Os países da África Subsariana enfrentam importantes desafios em termos de política monetária. A pandemia abalou o crescimento económico e, não obstante a retoma em curso, é provável que o produto fique abaixo da tendência pré-crise este ano. Além disso, vários países na região deparam-se com uma inflação crescente, um desafio que, em alguns casos, soma-se à dominância fiscal que emana de elevados níveis de dívida pública.

Muitas destas economias também poderão deparar-se com saídas de capital à medida que os principais bancos centrais nas economias avançadas retiram os estímulos de política e sobem as taxas de juro de referência nos próximos meses. O impacto económico do conflito que grassa na Ucrânia – incluindo a subida acentuada dos preços da energia e dos bens alimentares – é suscetível de intensificar ainda mais os desafios.

Como é que os países na África Subsariana devem gerir esta conjuntura volátil?

Considerações cambiais

Os países com regimes de taxa de câmbio administrada ou flutuante tiram partido, geralmente, do ajustamento das moedas, enquanto centram a política monetária nos objetivos internos.

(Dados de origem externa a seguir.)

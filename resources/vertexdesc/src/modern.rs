use byteorder::{
	LE,
	WriteBytesExt
};

use restx_core::{
	code_enum,
	io_ext::WriteBinExt,
	layout::Layout,
	modern::Format,
	remap::Coded,
	Result
};

pub const HEADER_SIZE: u64 = 0x10;
pub const ELEMENT_SIZE: u64 = 0x14;
pub const SECTION_ALIGNMENT: u64 = 0x10;

code_enum! {
	pub enum SemanticName {
		None = 0,
		Position = 1,
		PositionT = 2,
		Normal = 3,
		Color0 = 4,
		Texcoord0 = 5,
		Texcoord1 = 6,
		Texcoord2 = 7,
		Texcoord3 = 8,
		Texcoord4 = 9,
		Texcoord5 = 10,
		Texcoord6 = 11,
		Texcoord7 = 12,
		BlendIndices = 13,
		BlendWeight = 14,
		Tangent = 15,
		Color1 = 16,
		Binormal = 17,
		PSize = 18,
	}
}

code_enum! {
	pub enum InputClassification {
		PerVertexData = 0,
		PerInstanceData = 1,
	}
}

#[derive(Clone, Copy, Debug, PartialEq)]
pub struct Element {
	pub semantic_name: SemanticName,
	pub semantic_index: u8,
	pub input_slot: u8,
	pub input_slot_class: InputClassification,
	pub format: Format,
	pub offset: u32,
	pub instance_step_rate: u32,
	pub stride: u32,
}

impl Element {
	fn write(&self, buf: &mut Layout) -> Result<()> {
		buf.write_code_i8(self.semantic_name)?;
		buf.write_u8(self.semantic_index)?;
		buf.write_u8(self.input_slot)?;
		buf.write_code_i8(self.input_slot_class)?;
		buf.write_code_i32(self.format)?;
		buf.write_u32::<LE>(self.offset)?;
		buf.write_u32::<LE>(self.instance_step_rate)?;
		buf.write_u32::<LE>(self.stride)?;

		Ok(())
	}
}

#[derive(Clone, Debug, PartialEq)]
pub struct VertexDescriptor {
	pub elements_hash: u32,
	pub input_slots_hash: u32,
	pub input_slots_count: u8,
	pub elements: Vec<Element>,
}

impl VertexDescriptor {
	/// Coarse fingerprint of the semantics present, one bit per semantic name
	pub fn hash_elements(elements: &[Element]) -> u32 {
		elements.iter().fold(0, |hash, e| hash | (1 << e.semantic_name.raw()))
	}

	/// One bit per input slot that carries per-instance data
	pub fn hash_input_slots(elements: &[Element]) -> u32 {
		elements.iter()
			.filter(|e| e.input_slot_class == InputClassification::PerInstanceData)
			.fold(0, |hash, e| hash | (1 << e.input_slot))
	}

	pub fn write(&self, buf: &mut Layout) -> Result<()> {
		buf.write_u32::<LE>(1)?;
		buf.write_u32::<LE>(self.elements_hash)?;
		buf.write_u32::<LE>(self.input_slots_hash)?;
		buf.write_u8(self.elements.len() as u8)?;
		buf.write_u8(self.input_slots_count)?;
		buf.write_u16::<LE>(0)?;

		buf.align(SECTION_ALIGNMENT)?;
		for element in self.elements.iter() {
			element.write(buf)?;
		}

		Ok(())
	}
}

Dito isto, muitos países na África Subsariana com regimes de taxa de câmbio flutuante apresentam características e vulnerabilidades que podem limitar os benefícios de taxas de câmbio totalmente flexíveis. A título de exemplo, a fixação de preços na moeda dominante (preços rígidos de exportação em USD) pode enfraquecer os ajustamentos comerciais benéficos associados a taxas flexíveis.

Além disso, os mercados pouco profundos (ou seja, mercados com liquidez limitada) podem amplificar as flutuações cambiais e gerar uma volatilidade excessiva. Os mercados cambiais tendem a ser pouco profundos em muitos países na região, tal como comprovado pelos grandes diferenciais entre os preços de compra e venda.

Mercados pouco profundos

Os elevados passivos denominados em moeda estrangeira também constituem uma importante vulnerabilidade em muitas economias. Na presença de grandes desfasamentos de moeda nos balanços, as desvalorizações cambiais podem prejudicar a saúde financeira das empresas e famílias. E uma menor credibilidade do banco central pode fazer com que as variações na taxa de câmbio tenham um maior efeito sobre a inflação (elevada transmissão). Estes desfasamentos de moeda e a elevada transmissão podem fazer com que o produto e a inflação sigam trajetórias opostas na sequência de choques, assim agravando os dilemas que os decisores políticos enfrentam.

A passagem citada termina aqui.